### [Exercise aim]
Without changing anything, set down every line shown below.

======== Data to examine ========

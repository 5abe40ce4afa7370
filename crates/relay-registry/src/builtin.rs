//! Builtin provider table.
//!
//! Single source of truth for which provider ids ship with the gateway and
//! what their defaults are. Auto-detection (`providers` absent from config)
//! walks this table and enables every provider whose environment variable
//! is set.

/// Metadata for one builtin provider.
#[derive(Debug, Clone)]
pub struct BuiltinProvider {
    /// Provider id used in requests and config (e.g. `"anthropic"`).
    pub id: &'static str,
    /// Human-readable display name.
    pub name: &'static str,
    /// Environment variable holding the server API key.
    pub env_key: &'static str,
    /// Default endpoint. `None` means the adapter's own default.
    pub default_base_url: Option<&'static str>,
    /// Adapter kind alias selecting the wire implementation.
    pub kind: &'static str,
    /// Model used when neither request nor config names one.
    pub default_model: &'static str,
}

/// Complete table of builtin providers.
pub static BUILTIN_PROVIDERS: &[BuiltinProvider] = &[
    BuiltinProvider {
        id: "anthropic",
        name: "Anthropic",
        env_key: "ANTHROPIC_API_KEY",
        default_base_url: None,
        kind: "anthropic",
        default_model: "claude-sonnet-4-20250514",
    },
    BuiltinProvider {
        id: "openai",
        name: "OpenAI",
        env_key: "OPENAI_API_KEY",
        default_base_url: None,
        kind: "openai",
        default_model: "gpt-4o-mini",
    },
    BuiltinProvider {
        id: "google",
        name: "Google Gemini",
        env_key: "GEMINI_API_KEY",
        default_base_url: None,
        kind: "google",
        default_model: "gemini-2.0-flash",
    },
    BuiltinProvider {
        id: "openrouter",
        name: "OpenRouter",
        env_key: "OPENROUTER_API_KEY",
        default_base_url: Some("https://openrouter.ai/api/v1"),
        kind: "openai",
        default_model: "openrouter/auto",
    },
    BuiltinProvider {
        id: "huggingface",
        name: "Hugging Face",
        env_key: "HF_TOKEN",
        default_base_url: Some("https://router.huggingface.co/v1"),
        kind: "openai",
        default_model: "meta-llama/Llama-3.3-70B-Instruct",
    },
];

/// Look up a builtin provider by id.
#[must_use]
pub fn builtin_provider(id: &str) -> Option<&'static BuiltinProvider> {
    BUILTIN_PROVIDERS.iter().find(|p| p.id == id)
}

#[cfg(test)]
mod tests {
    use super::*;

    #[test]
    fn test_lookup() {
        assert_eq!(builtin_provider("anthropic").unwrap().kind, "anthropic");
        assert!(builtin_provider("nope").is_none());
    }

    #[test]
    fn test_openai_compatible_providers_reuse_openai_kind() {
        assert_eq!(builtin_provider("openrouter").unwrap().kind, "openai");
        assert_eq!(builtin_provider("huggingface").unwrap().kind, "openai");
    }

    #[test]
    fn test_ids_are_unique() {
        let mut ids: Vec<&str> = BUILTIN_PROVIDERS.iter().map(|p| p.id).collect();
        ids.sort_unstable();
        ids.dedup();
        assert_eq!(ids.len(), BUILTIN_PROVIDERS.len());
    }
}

========

### [Task response]
repository 5abe40ce4afa7370
filename crates/relay-registry/src/builtin.rs
//! Builtin provider table.
//!
//! Single source of truth for which provider ids ship with the gateway and
//! what their defaults are. Auto-detection (`providers` absent from config)
//! walks this table and enables every provider whose environment variable
//! is set.

/// Metadata for one builtin provider.
#[derive(Debug, Clone)]
pub struct BuiltinProvider {
    /// Provider id used in requests and config (e.g. `"anthropic"`).
    pub id: &'static str,
    /// Human-readable display name.
    pub name: &'static str,
    /// Environment variable holding the server API key.
    pub env_key: &'static str,
    /// Default endpoint. `None` means the adapter's own default.
    pub default_base_url: Option<&'static str>,
    /// Adapter kind alias selecting the wire implementation.
    pub kind: &'static str,
    /// Model used when neither request nor config names one.
    pub default_model: &'static str,
}

/// Complete table of builtin providers.
pub static BUILTIN_PROVIDERS: &[BuiltinProvider] = &[
    BuiltinProvider {
        id: "anthropic",
        name: "Anthropic",
        env_key: "ANTHROPIC_API_KEY",
        default_base_url: None,
        kind: "anthropic",
        default_model: "claude-sonnet-4-20250514",
    },
    BuiltinProvider {
        id: "openai",
        name: "OpenAI",
        env_key: "OPENAI_API_KEY",
        default_base_url: None,
        kind: "openai",
        default_model: "gpt-4o-mini",
    },
    BuiltinProvider {
        id: "google",
        name: "Google Gemini",
        env_key: "GEMINI_API_KEY",
        default_base_url: None,
        kind: "google",
        default_model: "gemini-2.0-flash",
    },
    BuiltinProvider {
        id: "openrouter",
        name: "OpenRouter",
        env_key: "OPENROUTER_API_KEY",
        default_base_url: Some("https://openrouter.ai/api/v1"),
        kind: "openai",
        default_model: "openrouter/auto",
    },
    BuiltinProvider {
        id: "huggingface",
        name: "Hugging Face",
        env_key: "HF_TOKEN",
        default_base_url: Some("https://router.huggingface.co/v1"),
        kind: "openai",
        default_model: "meta-llama/Llama-3.3-70B-Instruct",
    },
];

/// Look up a builtin provider by id.
#[must_use]
pub fn builtin_provider(id: &str) -> Option<&'static BuiltinProvider> {
    BUILTIN_PROVIDERS.iter().find(|p| p.id == id)
}

#[cfg(test)]
mod tests {
    use super::*;

    #[test]
    fn test_lookup() {
        assert_eq!(builtin_provider("anthropic").unwrap().kind, "anthropic");
        assert!(builtin_provider("nope").is_none());
    }

    #[test]
    fn test_openai_compatible_providers_reuse_openai_kind() {
        assert_eq!(builtin_provider("openrouter").unwrap().kind, "openai");
        assert_eq!(builtin_provider("huggingface").unwrap().kind, "openai");
    }

    #[test]
    fn test_ids_are_unique() {
        let mut ids: Vec<&str> = BUILTIN_PROVIDERS.iter().map(|p| p.id).collect();
        ids.sort_unstable();
        ids.dedup();
        assert_eq!(ids.len(), BUILTIN_PROVIDERS.len());
    }
}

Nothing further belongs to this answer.